2.5 Smad4参与miR-34a-5p的抗增殖、抗纤维化作用 与空载体对照处理的hESC相比，Smad4过表达质粒转染hESC细胞后Smad4表达水平升高2.3倍(P=0.004)。见图5A、B。过表达Smad4后，hESC细胞活力显著升高(图5C)。与共转染miR-34a-5p和空载对照的hESC细胞相比，共转染miR-34a-5p和Smad4过表达质粒的hESC细胞内α-SMA(P=0.01)和COL1A1(P<0.01)mRNA和蛋白表达水平均显著升高(图5D～H)。

图5 Smad4参与miR-34a-5p对TGF-β1诱导hESC细胞增殖和纤维化作用的抑制A、B：Smad4过表达效率检测；
C：CCK-8检测各组hESC细胞活力；
D、E:qRT-PCR检测各组hESC细胞α-SMA和COL1A1 mRNA表达量；
F:Western blot法检测hESC细胞中α-SMA和COL1A1蛋白表达水平；
G、H:hESC细胞中α-SMA和COL1A1蛋白相对定量水平。*P<0.05；
#P<0.05;1:miR-34a-5p mimics;2:miR-34a-5p mimics+Scramble;3:miR-34a-5p mimics+Smad4

宫腔粘连是育龄妇女最常见的疾病之一，中度至重度宫腔粘连患者正常月经模式减少、闭经甚至不孕，对患者的身心健康产生不利影响。TGF-β在宫腔粘连的形成中起重要作用，宫腔粘连患者子宫内膜中TGF-β蛋白水平显著升高，促进子宫内膜发生纤维化[8]。

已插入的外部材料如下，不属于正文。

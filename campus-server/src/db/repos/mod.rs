//! Repository implementations for database access
//!
//! Each repository follows these patterns:
//! - Uses JOINs for list operations (no N+1)
//! - Relies on constraints and conditional statements (no check-then-insert)
//! - Uses transactions for multi-table writes

pub mod users;
pub mod resources;
pub mod bookings;
pub mod analytics;

pub use users::{User, UserRepo, UserWithHash};
pub use resources::{NewResource, Resource, ResourceBookingRow, ResourcePatch, ResourceRepo};
pub use bookings::{BookedSlot, Booking, BookingRepo, UserBooking};
pub use analytics::{AnalyticsRepo, ResourceUsage, DEFAULT_TOP_LIMIT};

/// Database error type
#[derive(Debug, thiserror::Error)]
pub enum DbError {
    #[error("database error: {0}")]
    Sqlx(#[from] sqlx::Error),

    #[error("not found: {resource} '{id}'")]
    NotFound { resource: &'static str, id: String },

    #[error("conflict: {reason}")]
    Conflict { reason: String },

    #[error("seed data rejected: {0}")]
    Seed(String),
}

impl DbError {
    pub(crate) fn not_found(resource: &'static str, id: impl ToString) -> Self {
        Self::NotFound {
            resource,
            id: id.to_string(),
        }
    }

    pub(crate) fn conflict(reason: impl Into<String>) -> Self {
        Self::Conflict {
            reason: reason.into(),
        }
    }
}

miRNAs在纤维化的调节中起着决定性的作用。miR-326在宫腔粘连患者子宫内膜组织中下调，miR-326通过调节TGF-β1/Smad3通路抑制子宫内膜纤维化[9]。miR-543通过抑制子宫内膜细胞的增殖、迁移和侵袭，抑制宫腔粘连的发生和发展[10]。本研究发现，宫腔粘连内膜组织中miR-34a-5p表达量降低。miR-34家族具有强大的促细胞凋亡和抗细胞增殖的作用[6]。miR-34a-5p参与肾小管间质纤维化及肝脏纤维化等多种纤维化疾病[7,11]。目前miR-34a-5p是否影响宫腔粘连纤维化还未见研究报道。本研究发现，miR-34a-5p参与hESC细胞的纤维化，miR-34a-5p表达增加可降低hESC细胞的纤维化进程。这与Zhang等[12]研究结果相似，即miR-34a可通过减少I型胶原蛋白的产生以及通过靶向Pin-1信号传导减轻糖尿病性心肌病的心肌纤维化。但也有研究发现，miR-34a促进肝星状细胞及肾小球系膜细胞纤维化[13-14]。上述结果的差异可能与细胞及疾病种类相关。

Smad4表达失调与多种人类疾病有关，如组织纤维化、炎症和癌变，提示Smad4在治疗这些疾病方面具有治疗潜力[15]。本研究利用miRanda、TargetScan、Pictar数据库预测了miR-34a-5p的潜在靶基因，预测Smad4的3"UTR区和miR-34a-5p可能有结合位点；
使用双荧光素酶报告验证确定Smad4的3"UTR区和miR-34a-5p有结合。本研究结果显示，Smad4表达水平影响纤维化，hESC细胞共转染miR-34a-5p mimics和Smad4后，过表达Smad4可逆转miR-34a-5p mimics抗纤维化作用。表明Smad4与miR-34a-5p共同影响TGF-β1介导的hESC细胞纤维化进程，参与miR-34a-5p的抗增殖抗纤维化作用。

综上所述，宫腔粘连患者子宫内膜组织中miR-34a-5p表达量降低；
miR-34a-5p可抑制TGF-β1诱导的hESC细胞的增殖和纤维化；
miR-34a-5p及其靶基因Smad4共同调控hESC细胞的增殖和纤维化，有望成为宫颈粘连的新治疗靶点。